Not the kind of grief you have for your grandparents dying, but perhaps the kind of grief for a friend of a friend.
I can understand the technology world coming together to mourn him. He radically shook up the industry. What amazes me is how many people I know, not IT people necessarily, are posting small tributes to this man. His 2007 commencement address to Stanford Uni is getting millions of views on YouTube (and it is brilliant, by the way). The trending topics on Twitter yesterday were mostly tributes to him: “iSad”, “stay hungry”.
Google and Samsung, companies who have recently been in bitter dispute with Apple over mobile phone patents, have called a temporary truce, and, amazingly, have postponed a product announcement which was due next week, as a mark of respect.
In many ways this is his second remembrance in two months; he was eulogised and commemorated by the press when he stepped down as CEO in August too.
What other CEO would get this much press coverage, and this many genuinely affectionate tributes? Few.
Apple themselves announced a new iPhone on the day prior to his death. Jobs must have been at death’s door and they proceeded with the announcement anyway—but then Steve Jobs was a showman, and the show must go on.
I have a huge amount of admiration for what Jobs did; on a practical level, turning round a failing company and making it a world-beating success, but more for the care and craftsmanship he nurtured at Apple. Their stuff isn’t perfect, but it is by-and-large insanely great. His enthusiasm, and perfectionism, and values were quite clearly genuine. He cared about getting it right, and creating delight in his customers. Apple customer support is second to none.
I also admire his more or less complete lack of bullshit, despite being famous for casting his own reality distortion field. He delivered on his distorted reality. The iPhone really did change mobile phones, the iPad really is slightly magical, iMovie really is kind of amazing.
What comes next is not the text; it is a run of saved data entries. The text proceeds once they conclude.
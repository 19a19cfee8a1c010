//! CLI entry point for `emldoc`.

use std::path::PathBuf;
use std::time::Instant;

use clap::{CommandFactory, Parser, Subcommand};
use indicatif::{ProgressBar, ProgressStyle};

use emldoc::config::{self, Backend, Config};
use emldoc::convert::{self, BatchReport, Converter};

#[derive(Parser)]
#[command(
    name = "emldoc",
    version,
    about = "Convert .eml messages into printable documents",
    subcommand_negates_reqs = true,
    args_conflicts_with_subcommands = true
)]
struct Cli {
    #[command(subcommand)]
    command: Option<Commands>,

    /// EML files to convert
    #[arg(value_name = "FILES", required = true)]
    files: Vec<PathBuf>,

    /// Overwrite existing output documents
    #[arg(short, long)]
    force: bool,

    /// Write documents here instead of next to each input
    #[arg(short, long, value_name = "DIR")]
    output_dir: Option<PathBuf>,

    /// Rendering backend
    #[arg(long, value_enum)]
    backend: Option<Backend>,

    /// Write the decoded message and final HTML to the debug directory
    #[arg(long)]
    debug: bool,

    /// Verbose logging (-v info, -vv debug, -vvv trace)
    #[arg(short, long, action = clap::ArgAction::Count)]
    verbose: u8,
}

#[derive(Subcommand)]
enum Commands {
    /// Generate shell completions
    Completions {
        #[arg(value_enum)]
        shell: clap_complete::Shell,
    },
    /// Generate a man page
    Manpage,
}

fn main() -> anyhow::Result<()> {
    let cli = Cli::parse();

    match cli.command {
        Some(Commands::Completions { shell }) => return cmd_completions(shell),
        Some(Commands::Manpage) => return cmd_manpage(),
        None => {}
    }

    let mut config = config::load_config();
    apply_overrides(&mut config, &cli);

    let log_level = match cli.verbose {
        0 => config.general.log_level.as_str(),
        1 => "info",
        2 => "debug",
        _ => "trace",
    };
    setup_logging(log_level, &config);

    let report = cmd_convert(&cli.files, &config)?;
    if !report.is_success() {
        std::process::exit(1);
    }
    Ok(())
}

/// Command-line flags win over the configuration file.
fn apply_overrides(config: &mut Config, cli: &Cli) {
    if cli.force {
        config.output.overwrite = true;
    }
    if let Some(dir) = &cli.output_dir {
        config.output.directory = Some(dir.clone());
    }
    if let Some(backend) = cli.backend {
        config.render.backend = backend;
    }
    if cli.debug {
        config.debug.enabled = true;
    }
}

/// Set up tracing with stderr output and optional file logging.
fn setup_logging(level: &str, config: &Config) {
    use tracing_subscriber::layer::SubscriberExt;
    use tracing_subscriber::util::SubscriberInitExt;

    let env_filter = tracing_subscriber::EnvFilter::try_from_default_env()
        .unwrap_or_else(|_| tracing_subscriber::EnvFilter::new(level));

    let stderr_layer = tracing_subscriber::fmt::layer().with_writer(std::io::stderr);

    let log_dir = config::cache_dir(config);
    if std::fs::create_dir_all(&log_dir).is_ok() {
        let file_appender = tracing_appender::rolling::never(&log_dir, "emldoc.log");
        let file_layer = tracing_subscriber::fmt::layer()
            .with_ansi(false)
            .with_writer(file_appender);

        tracing_subscriber::registry()
            .with(env_filter)
            .with(stderr_layer)
            .with(file_layer)
            .init();
    } else {
        tracing_subscriber::registry()
            .with(env_filter)
            .with(stderr_layer)
            .init();
    }
}

/// Generate shell completions and print to stdout.
fn cmd_completions(shell: clap_complete::Shell) -> anyhow::Result<()> {
    let mut cmd = Cli::command();
    clap_complete::generate(shell, &mut cmd, "emldoc", &mut std::io::stdout());
    Ok(())
}

/// Generate a man page and print to stdout.
fn cmd_manpage() -> anyhow::Result<()> {
    let cmd = Cli::command();
    let man = clap_mangen::Man::new(cmd);
    let mut buf = Vec::new();
    man.render(&mut buf)?;
    std::io::Write::write_all(&mut std::io::stdout(), &buf)?;
    Ok(())
}

/// Convert every input file and print a summary.
fn cmd_convert(files: &[PathBuf], config: &Config) -> anyhow::Result<BatchReport> {
    let converter = Converter::from_config(config)?;

    if !config.output.overwrite {
        let existing = convert::existing_outputs(files, &converter);
        if !existing.is_empty() {
            eprintln!("  The following output files already exist:");
            for path in &existing {
                eprintln!("    {}", path.display());
            }
            anyhow::bail!("refusing to overwrite {} file(s); use --force", existing.len());
        }
    }

    let pb = ProgressBar::new(files.len() as u64);
    pb.set_style(
        ProgressStyle::default_bar()
            .template("{spinner:.green} Converting [{bar:40.cyan/blue}] {pos}/{len} ({eta})")?
            .progress_chars("#>-"),
    );

    let start = Instant::now();
    let report = convert::convert_batch(
        files,
        &converter,
        Some(&|current: usize, total: usize| {
            pb.set_length(total as u64);
            pb.set_position(current as u64);
        }),
    );
    pb.finish_and_clear();

    print_summary(&report, start.elapsed());
    Ok(report)
}

fn print_summary(report: &BatchReport, elapsed: std::time::Duration) {
    use humansize::{format_size, BINARY};

    let output_size: u64 = report
        .converted
        .iter()
        .filter_map(|p| std::fs::metadata(p).ok())
        .map(|m| m.len())
        .sum();

    println!();
    println!("  {:<20} {}", "Converted", report.converted.len());
    println!("  {:<20} {}", "Output size", format_size(output_size, BINARY));
    println!("  {:<20} {:.2?}", "Time", elapsed);

    for path in &report.skipped {
        println!("  Skipped (not an .eml file): {}", path.display());
    }
    for path in &report.missing {
        println!("  File not found: {}", path.display());
    }

    println!();
    if report.failed.is_empty() && report.missing.is_empty() {
        println!("  All files were converted successfully!");
    } else if !report.failed.is_empty() {
        println!("  The following files failed to convert:");
        for failed in &report.failed {
            println!("    {}: {}", failed.path.display(), failed.error);
        }
    }
    println!();
}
But the bullshit he avoided: clutter, and caring what journalists think, and DRM on music (eventually), and copying competitors, and unnecessary features, and incomplete features, and shitty packaging.
Opening an Apple product is like opening a present.
And Apple’s visual design!
Apple’s website tribute on the day his death was announced exemplified the product design he nurtured. Simple black and white photo and his name and ‘1955—2011’. (In fairness they had plenty moody black-and-White studio shots to choose from.)
He was a giant. He will be missed.
And perhaps, just perhaps, when Google and Samsung cancelled that product announcement, it was in respect for more than just his death. Wouldn’t it be nice to think that they cancelled the announcement because their tribute to Steve Jobs was to say: ‘This isn’t good enough. Our customers deserve better. We want to make this phone a little, insanely greater.’ It’s what he would have wanted.